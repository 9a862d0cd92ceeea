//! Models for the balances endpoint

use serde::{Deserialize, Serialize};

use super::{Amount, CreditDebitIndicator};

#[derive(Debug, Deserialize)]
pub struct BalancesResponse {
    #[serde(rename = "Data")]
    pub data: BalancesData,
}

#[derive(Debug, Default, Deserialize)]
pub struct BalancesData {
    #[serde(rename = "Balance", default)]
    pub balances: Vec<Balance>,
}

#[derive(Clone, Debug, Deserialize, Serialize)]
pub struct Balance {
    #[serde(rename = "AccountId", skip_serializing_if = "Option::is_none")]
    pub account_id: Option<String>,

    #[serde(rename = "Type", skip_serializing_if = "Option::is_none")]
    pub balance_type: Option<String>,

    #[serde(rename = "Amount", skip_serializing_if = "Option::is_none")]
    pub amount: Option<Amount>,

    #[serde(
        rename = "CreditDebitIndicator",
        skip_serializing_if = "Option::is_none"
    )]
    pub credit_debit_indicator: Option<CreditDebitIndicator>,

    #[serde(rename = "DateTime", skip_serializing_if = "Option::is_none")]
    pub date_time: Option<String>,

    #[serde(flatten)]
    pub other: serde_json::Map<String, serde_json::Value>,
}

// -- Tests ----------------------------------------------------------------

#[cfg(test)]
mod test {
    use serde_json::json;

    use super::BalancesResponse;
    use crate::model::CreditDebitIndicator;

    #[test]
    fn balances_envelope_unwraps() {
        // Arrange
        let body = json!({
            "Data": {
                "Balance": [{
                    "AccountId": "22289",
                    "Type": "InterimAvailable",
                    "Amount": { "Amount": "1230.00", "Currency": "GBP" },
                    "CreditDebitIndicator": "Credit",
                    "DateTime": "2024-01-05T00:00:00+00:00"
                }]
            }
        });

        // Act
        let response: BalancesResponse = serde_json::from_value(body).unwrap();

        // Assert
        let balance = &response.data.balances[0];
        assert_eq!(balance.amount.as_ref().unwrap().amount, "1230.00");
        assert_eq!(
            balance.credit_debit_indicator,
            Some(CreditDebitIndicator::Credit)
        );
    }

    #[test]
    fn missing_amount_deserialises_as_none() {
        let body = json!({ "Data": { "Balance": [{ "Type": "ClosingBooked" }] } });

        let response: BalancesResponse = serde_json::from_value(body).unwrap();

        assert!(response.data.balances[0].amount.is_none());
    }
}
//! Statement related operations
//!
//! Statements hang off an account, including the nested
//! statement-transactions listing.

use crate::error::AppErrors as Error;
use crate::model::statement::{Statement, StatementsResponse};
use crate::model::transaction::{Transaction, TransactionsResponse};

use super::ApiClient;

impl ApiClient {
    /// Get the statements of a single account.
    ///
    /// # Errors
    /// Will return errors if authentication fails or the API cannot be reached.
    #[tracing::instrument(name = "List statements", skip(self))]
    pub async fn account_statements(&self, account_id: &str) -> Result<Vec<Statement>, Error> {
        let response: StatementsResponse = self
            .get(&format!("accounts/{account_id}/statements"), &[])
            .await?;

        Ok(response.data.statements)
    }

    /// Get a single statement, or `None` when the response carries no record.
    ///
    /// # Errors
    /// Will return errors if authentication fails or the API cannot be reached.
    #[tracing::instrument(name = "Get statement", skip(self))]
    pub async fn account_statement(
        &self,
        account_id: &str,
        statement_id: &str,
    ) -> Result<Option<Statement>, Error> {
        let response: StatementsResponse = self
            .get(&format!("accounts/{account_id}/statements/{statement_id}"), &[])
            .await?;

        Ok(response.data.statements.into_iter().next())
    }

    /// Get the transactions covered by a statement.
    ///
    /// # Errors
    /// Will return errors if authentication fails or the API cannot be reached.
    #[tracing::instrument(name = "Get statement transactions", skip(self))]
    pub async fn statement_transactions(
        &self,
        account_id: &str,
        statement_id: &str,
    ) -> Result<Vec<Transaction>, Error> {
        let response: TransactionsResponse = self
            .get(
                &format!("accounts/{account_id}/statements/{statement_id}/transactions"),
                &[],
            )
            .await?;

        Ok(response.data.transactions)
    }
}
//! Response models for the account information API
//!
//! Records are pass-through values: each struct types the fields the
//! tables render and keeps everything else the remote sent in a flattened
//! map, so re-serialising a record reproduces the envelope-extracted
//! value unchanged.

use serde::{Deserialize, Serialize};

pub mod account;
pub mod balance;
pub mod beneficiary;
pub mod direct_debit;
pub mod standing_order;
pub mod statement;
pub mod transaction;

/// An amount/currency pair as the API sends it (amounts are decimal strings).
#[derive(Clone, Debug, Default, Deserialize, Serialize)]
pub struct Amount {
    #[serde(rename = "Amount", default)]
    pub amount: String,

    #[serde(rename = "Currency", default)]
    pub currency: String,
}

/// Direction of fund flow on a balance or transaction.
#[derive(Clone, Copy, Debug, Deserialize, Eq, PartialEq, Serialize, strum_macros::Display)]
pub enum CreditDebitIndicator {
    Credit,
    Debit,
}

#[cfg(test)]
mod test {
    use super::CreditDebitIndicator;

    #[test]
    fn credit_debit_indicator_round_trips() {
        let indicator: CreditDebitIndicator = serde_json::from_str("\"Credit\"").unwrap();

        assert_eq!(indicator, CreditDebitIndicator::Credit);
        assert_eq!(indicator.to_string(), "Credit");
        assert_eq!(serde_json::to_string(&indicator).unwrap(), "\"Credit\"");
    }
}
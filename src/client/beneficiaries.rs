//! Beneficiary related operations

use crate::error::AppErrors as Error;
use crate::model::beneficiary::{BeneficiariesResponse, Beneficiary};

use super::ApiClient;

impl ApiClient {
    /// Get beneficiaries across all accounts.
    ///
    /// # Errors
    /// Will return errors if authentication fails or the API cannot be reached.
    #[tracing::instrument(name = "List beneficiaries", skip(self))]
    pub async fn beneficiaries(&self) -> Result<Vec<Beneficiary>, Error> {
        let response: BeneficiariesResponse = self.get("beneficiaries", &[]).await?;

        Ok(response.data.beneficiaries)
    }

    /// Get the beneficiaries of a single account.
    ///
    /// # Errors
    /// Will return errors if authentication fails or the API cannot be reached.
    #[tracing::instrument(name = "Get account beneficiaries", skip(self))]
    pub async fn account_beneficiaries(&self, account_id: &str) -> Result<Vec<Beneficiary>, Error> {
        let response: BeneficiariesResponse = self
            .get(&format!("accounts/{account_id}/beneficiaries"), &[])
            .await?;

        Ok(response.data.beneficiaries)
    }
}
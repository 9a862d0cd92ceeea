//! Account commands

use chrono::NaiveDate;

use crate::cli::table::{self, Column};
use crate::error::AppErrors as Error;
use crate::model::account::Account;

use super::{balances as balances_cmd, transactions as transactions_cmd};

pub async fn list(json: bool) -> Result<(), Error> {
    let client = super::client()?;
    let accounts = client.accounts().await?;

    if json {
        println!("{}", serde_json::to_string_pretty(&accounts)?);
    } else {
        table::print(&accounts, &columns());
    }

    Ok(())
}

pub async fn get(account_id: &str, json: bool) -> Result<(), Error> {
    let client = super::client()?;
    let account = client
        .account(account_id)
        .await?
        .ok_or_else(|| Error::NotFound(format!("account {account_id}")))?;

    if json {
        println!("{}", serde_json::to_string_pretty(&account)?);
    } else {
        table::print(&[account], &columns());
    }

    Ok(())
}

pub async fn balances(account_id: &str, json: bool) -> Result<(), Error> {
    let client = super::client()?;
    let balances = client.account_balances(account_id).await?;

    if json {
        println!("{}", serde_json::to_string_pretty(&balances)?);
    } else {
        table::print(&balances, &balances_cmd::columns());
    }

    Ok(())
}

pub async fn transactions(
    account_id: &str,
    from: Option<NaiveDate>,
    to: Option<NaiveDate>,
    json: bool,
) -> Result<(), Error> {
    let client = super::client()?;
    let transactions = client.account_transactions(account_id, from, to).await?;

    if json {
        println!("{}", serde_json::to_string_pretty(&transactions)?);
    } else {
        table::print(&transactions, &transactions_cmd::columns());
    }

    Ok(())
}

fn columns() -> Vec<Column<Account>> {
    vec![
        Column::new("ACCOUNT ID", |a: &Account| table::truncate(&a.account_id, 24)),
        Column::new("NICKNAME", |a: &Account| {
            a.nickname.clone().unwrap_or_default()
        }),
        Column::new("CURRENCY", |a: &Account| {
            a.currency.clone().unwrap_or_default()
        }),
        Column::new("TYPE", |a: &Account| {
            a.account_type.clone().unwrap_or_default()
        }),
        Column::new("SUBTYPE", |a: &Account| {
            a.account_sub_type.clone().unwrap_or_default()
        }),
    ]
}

* _INSTRUCTIONS FOR THE TASK_
Report how many lines in the records above contain the word "AccountId", giving only the number.

* _RESPONSE BELOW_
2